Hi! I’m Mary Lai, an Assistant Professor in Statistics at University of Connecticut
(UConn). Prior to joining UConn, I was a Postdoctoral Fellow at the Department of
Mathematics at University of Houston. I received my Ph.D. at the King Abdullah
University of Science and Technology (KAUST), Saudi Arabia.
My research interests include extreme events, risks, disasters, space-time
statistics, high-dimensional and multivariate statistics, high performance
computing, big data, machine learning, deep learning, artificial intelligence,
environmental data science.
My mission is to understand the dynamics of the climate system using statistics and
to communicate its laws through statistical models. My research has provided me the
opportunity to analyze climate processes, to build models that describe how the
components in the climate system interact, and to develop the high-performance
computing skills to run big data experiments required for climate research. Through
the years, my appreciation to how much story climate data can tell us about our
planet has grown.
My research revolves around physics-motivated statistical modeling of the Earth to
contribute to the scientific communities’ efforts to understand and tackle climate
change. We are still facing significant gaps in understanding and predicting Earth’s
climate and weather. Climate change is now outpacing climate models. Nowadays, the
weather that we have prepared for is not the weather that we are getting.

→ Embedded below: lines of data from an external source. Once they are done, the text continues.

//! Cornerstore storefront library.
//!
//! Session-scoped shopping cart, product view models and the JSON HTTP
//! surface over them, backed by a remote catalog service. Provided as a
//! library so it can be tested and reused.

#![cfg_attr(not(test), forbid(unsafe_code))]

pub mod cart;
pub mod catalog;
pub mod config;
pub mod error;
pub mod middleware;
pub mod models;
pub mod routes;
pub mod state;
pub mod views;

#[cfg(any(test, feature = "testkit"))]
pub mod testkit;
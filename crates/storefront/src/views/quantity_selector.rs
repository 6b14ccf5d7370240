//! Add-to-cart and quantity controls for a single product.

use std::num::NonZeroU32;

use cornerstore_core::ProductId;
use serde::Serialize;

use crate::cart::{CartError, CartStore};

/// Controls shown for a product.
#[derive(Debug, Clone, Copy, PartialEq, Eq, Serialize)]
#[serde(tag = "kind", rename_all = "camelCase")]
pub enum QuantityControls {
    /// Product not in the cart: a single "Add to Cart" button.
    AddToCart,
    /// Product in the cart: "-", the quantity, "+".
    Adjust { quantity: NonZeroU32 },
}

/// Quantity selector bound to one product.
///
/// Holds only the product ID; the quantity always comes from the cart.
#[derive(Debug, Clone, Copy)]
pub struct QuantitySelector {
    product_id: ProductId,
}

impl QuantitySelector {
    #[must_use]
    pub const fn new(product_id: ProductId) -> Self {
        Self { product_id }
    }

    #[must_use]
    pub const fn product_id(&self) -> ProductId {
        self.product_id
    }

    /// Controls for the current cart state.
    #[must_use]
    pub fn controls(&self, cart: &CartStore) -> QuantityControls {
        cart.quantity(self.product_id)
            .map_or(QuantityControls::AddToCart, |quantity| {
                QuantityControls::Adjust { quantity }
            })
    }

    /// "Add to Cart" pressed.
    ///
    /// # Errors
    ///
    /// Returns `CartError::InvalidProductId` for IDs below 1.
    pub fn add_to_cart(&self, cart: &mut CartStore) -> Result<QuantityControls, CartError> {
        cart.add(self.product_id)?;
        Ok(self.controls(cart))
    }

    /// "+" pressed.
    ///
    /// # Errors
    ///
    /// Returns `CartError::InvalidProductId` for IDs below 1.
    pub fn increment(&self, cart: &mut CartStore) -> Result<QuantityControls, CartError> {
        cart.increment(self.product_id)?;
        Ok(self.controls(cart))
    }

    /// "-" pressed. Going below 1 takes the product out of the cart.
    pub fn decrement(&self, cart: &mut CartStore) -> QuantityControls {
        cart.decrement(self.product_id);
        self.controls(cart)
    }
}
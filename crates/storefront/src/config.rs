//! Storefront configuration loaded from environment variables.
//!
//! # Environment Variables
//!
//! ## Required
//! - `CATALOG_API_URL` - Base URL of the catalog service (e.g., `http://localhost:4000/`)
//!
//! ## Optional
//! - `CATALOG_API_TOKEN` - Bearer token sent to the catalog service
//! - `CATALOG_TIMEOUT_SECS` - Catalog request timeout (default: 10)
//! - `STOREFRONT_HOST` - Bind address (default: 127.0.0.1)
//! - `STOREFRONT_PORT` - Listen port (default: 3000)
//! - `STOREFRONT_BASE_URL` - Public URL (default: `http://localhost:3000`)
//! - `SENTRY_DSN` - Sentry error tracking DSN
//! - `SENTRY_ENVIRONMENT` - Sentry environment name

use std::net::{IpAddr, SocketAddr};

use secrecy::{ExposeSecret, SecretString};
use thiserror::Error;
use url::Url;

const DEFAULT_TIMEOUT_SECS: u64 = 10;

/// Blocklist of common placeholder patterns (case-insensitive)
const PLACEHOLDER_PATTERNS: &[&str] = &[
    "your-",
    "changeme",
    "replace",
    "placeholder",
    "example",
    "xxx",
    "todo",
    "insert",
];

/// Configuration errors that can occur during loading.
#[derive(Debug, Error)]
pub enum ConfigError {
    #[error("Missing environment variable: {0}")]
    MissingEnvVar(String),
    #[error("Invalid environment variable {0}: {1}")]
    InvalidEnvVar(String, String),
    #[error("Insecure secret in {0}: {1}")]
    InsecureSecret(String, String),
}

/// Storefront application configuration.
#[derive(Debug, Clone)]
pub struct StorefrontConfig {
    /// IP address to bind the server to
    pub host: IpAddr,
    /// Port to listen on
    pub port: u16,
    /// Public base URL for the storefront
    pub base_url: String,
    /// Catalog service configuration
    pub catalog: CatalogConfig,
    /// Sentry DSN for error tracking
    pub sentry_dsn: Option<String>,
    /// Sentry environment name (e.g., production, staging)
    pub sentry_environment: Option<String>,
}

/// Catalog service configuration.
///
/// Implements `Debug` manually to redact the access token.
#[derive(Clone)]
pub struct CatalogConfig {
    /// Base URL the catalog paths (`categories`, `products`) are resolved against
    pub api_url: Url,
    /// Optional bearer token
    pub access_token: Option<SecretString>,
    /// Per-request timeout in seconds
    pub timeout_secs: u64,
}

impl std::fmt::Debug for CatalogConfig {
    fn fmt(&self, f: &mut std::fmt::Formatter<'_>) -> std::fmt::Result {
        f.debug_struct("CatalogConfig")
            .field("api_url", &self.api_url.as_str())
            .field(
                "access_token",
                &self.access_token.as_ref().map(|_| "[REDACTED]"),
            )
            .field("timeout_secs", &self.timeout_secs)
            .finish()
    }
}

impl StorefrontConfig {
    /// Load configuration from environment variables.
    ///
    /// Calls `dotenvy::dotenv()` to load from `.env` file if present.
    ///
    /// # Errors
    ///
    /// Returns `ConfigError` if required variables are missing or invalid, or
    /// if the catalog token looks like a placeholder.
    pub fn from_env() -> Result<Self, ConfigError> {
        // Load .env file if present (ignore errors if not found)
        let _ = dotenvy::dotenv();

        let host = parse_env(
            "STOREFRONT_HOST",
            &get_env_or_default("STOREFRONT_HOST", "127.0.0.1"),
        )?;
        let port = parse_env(
            "STOREFRONT_PORT",
            &get_env_or_default("STOREFRONT_PORT", "3000"),
        )?;
        let base_url = get_env_or_default("STOREFRONT_BASE_URL", "http://localhost:3000");

        Ok(Self {
            host,
            port,
            base_url,
            catalog: CatalogConfig::from_env()?,
            sentry_dsn: get_optional_env("SENTRY_DSN"),
            sentry_environment: get_optional_env("SENTRY_ENVIRONMENT"),
        })
    }

    /// Returns the socket address for binding the server.
    #[must_use]
    pub const fn socket_addr(&self) -> SocketAddr {
        SocketAddr::new(self.host, self.port)
    }

    /// Whether the storefront is served over HTTPS (enables secure cookies).
    #[must_use]
    pub fn is_secure(&self) -> bool {
        self.base_url.starts_with("https://")
    }
}

impl CatalogConfig {
    /// Catalog configuration with defaults for everything but the URL.
    #[must_use]
    pub fn new(api_url: Url) -> Self {
        Self {
            api_url,
            access_token: None,
            timeout_secs: DEFAULT_TIMEOUT_SECS,
        }
    }

    fn from_env() -> Result<Self, ConfigError> {
        let api_url = get_required_env("CATALOG_API_URL")?;
        let api_url = Url::parse(&api_url).map_err(|e| {
            ConfigError::InvalidEnvVar("CATALOG_API_URL".to_string(), e.to_string())
        })?;

        let access_token = get_optional_env("CATALOG_API_TOKEN")
            .map(|token| validated_secret(token, "CATALOG_API_TOKEN"))
            .transpose()?;

        let timeout_secs = get_optional_env("CATALOG_TIMEOUT_SECS")
            .map_or(Ok(DEFAULT_TIMEOUT_SECS), |raw| parse_env("CATALOG_TIMEOUT_SECS", &raw))?;

        Ok(Self {
            api_url,
            access_token,
            timeout_secs,
        })
    }
}

// =============================================================================
// Helper Functions
// =============================================================================

/// Get a required environment variable.
fn get_required_env(key: &str) -> Result<String, ConfigError> {
    std::env::var(key).map_err(|_| ConfigError::MissingEnvVar(key.to_string()))
}

/// Get an optional environment variable.
fn get_optional_env(key: &str) -> Option<String> {
    std::env::var(key).ok()
}

/// Get an environment variable with a default value.
fn get_env_or_default(key: &str, default: &str) -> String {
    std::env::var(key).unwrap_or_else(|_| default.to_string())
}

/// Parse a raw environment value, naming the variable on failure.
fn parse_env<T>(key: &str, raw: &str) -> Result<T, ConfigError>
where
    T: std::str::FromStr,
    T::Err: std::fmt::Display,
{
    raw.parse::<T>()
        .map_err(|e| ConfigError::InvalidEnvVar(key.to_string(), e.to_string()))
}

/// Reject empty secrets and obvious placeholders.
fn validated_secret(value: String, var_name: &str) -> Result<SecretString, ConfigError> {
    let secret = SecretString::from(value);
    let exposed = secret.expose_secret();

    if exposed.trim().is_empty() {
        return Err(ConfigError::InsecureSecret(
            var_name.to_string(),
            "must not be empty".to_string(),
        ));
    }

    let lower = exposed.to_lowercase();
    if let Some(pattern) = PLACEHOLDER_PATTERNS.iter().find(|p| lower.contains(*p)) {
        return Err(ConfigError::InsecureSecret(
            var_name.to_string(),
            format!("appears to be a placeholder (contains '{pattern}')"),
        ));
    }

    Ok(secret)
}
//! Shopper identity as known to the storefront.

use serde::{Deserialize, Serialize};

use super::id::UserId;

/// An authenticated user.
#[derive(Debug, Clone, PartialEq, Eq, Serialize, Deserialize)]
#[serde(rename_all = "camelCase")]
pub struct User {
    pub id: UserId,
    pub name: String,
    #[serde(default)]
    pub is_admin: bool,
}
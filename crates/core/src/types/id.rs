//! Newtype IDs for type-safe entity references.
//!
//! Use the `define_id!` macro to create type-safe ID wrappers that prevent
//! accidentally mixing IDs from different entity types.

/// Macro to define a type-safe ID wrapper.
///
/// Creates a newtype wrapper around `i32` with:
/// - `Serialize`/`Deserialize` with `#[serde(transparent)]`
/// - `Debug`, `Clone`, `Copy`, `PartialEq`, `Eq`, `PartialOrd`, `Ord`, `Hash`
/// - Conversion methods: `new()`, `as_i32()`, `is_valid()`
/// - `From<i32>` and `Into<i32>` implementations
///
/// IDs issued by the catalog start at 1. Construction does not reject other
/// values because request paths and persisted sessions can carry them; use
/// [`is_valid`](ProductId::is_valid) at the boundary that must refuse them.
///
/// # Example
///
/// ```rust
/// # use cornerstore_core::define_id;
/// define_id!(ShelfId);
/// define_id!(AisleId);
///
/// let shelf = ShelfId::new(1);
/// let aisle = AisleId::new(1);
/// assert!(shelf.is_valid());
///
/// // These are different types, so this won't compile:
/// // let _: ShelfId = aisle;
/// ```
#[macro_export]
macro_rules! define_id {
    ($name:ident) => {
        #[derive(
            Debug,
            Clone,
            Copy,
            PartialEq,
            Eq,
            PartialOrd,
            Ord,
            Hash,
            ::serde::Serialize,
            ::serde::Deserialize
        )]
        #[serde(transparent)]
        pub struct $name(i32);

        impl $name {
            /// Create a new ID from an i32 value.
            #[must_use]
            pub const fn new(id: i32) -> Self {
                Self(id)
            }

            /// Get the underlying i32 value.
            #[must_use]
            pub const fn as_i32(&self) -> i32 {
                self.0
            }

            /// Whether this ID can refer to a stored entity (>= 1).
            #[must_use]
            pub const fn is_valid(&self) -> bool {
                self.0 >= 1
            }
        }

        impl ::core::fmt::Display for $name {
            fn fmt(&self, f: &mut ::core::fmt::Formatter<'_>) -> ::core::fmt::Result {
                write!(f, "{}", self.0)
            }
        }

        impl From<i32> for $name {
            fn from(id: i32) -> Self {
                Self(id)
            }
        }

        impl From<$name> for i32 {
            fn from(id: $name) -> Self {
                id.0
            }
        }
    };
}

// Define standard entity IDs
define_id!(ProductId);
define_id!(CategoryId);
define_id!(UserId);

The
systems and infrastructures built for managing disastrous events such as fires,
floods, and droughts, were based on climate models which are rendered outdated by
the new normal of extreme climate events. Climate models failed to predict the
deadly heat wave in the cool and rainy Pacific Northwest region last June 2021, the
megadrought in the Southwest US, the changing ecosystem of the Boreal forest (the
world’s largest carbon sink), the rapid warming in the Arctic ocean, and the
shifting jet stream behavior which caused simultaneously the deadly flooding in
Germany and Belgium, the heatwave in Canada, and the Black Sea flooding in the
summer of 2021. Unless we update these models, we are left vulnerable to these
“unforeseen” climate events.
As an Assistant Professor in Statistics at the UConn, I lead the research on Extreme
Events, Risks, and Disasters that develops state-of-the-art models that help advance
climate science and shape our awareness of future disaster chains. My expertise are
on three key areas which I believe are the most pressing issues of our time: Extreme
Events, Risks, and Disasters Modeling.
By thinking of the Earth as a complex system and by identifying the vulnerabilities
of its components due to extreme events, we can build resilience and minimize losses
of any kind. By combining space-time statistics, extreme statistics, Bayesian
statistics, machine learning techniques, physics models, and other methods for
massive datasets with complex dependence structures, powered by high-performance
computing technologies, we can develop new models that can more faithfully render
topographic, geologic, atmospheric, and biological details over small regions.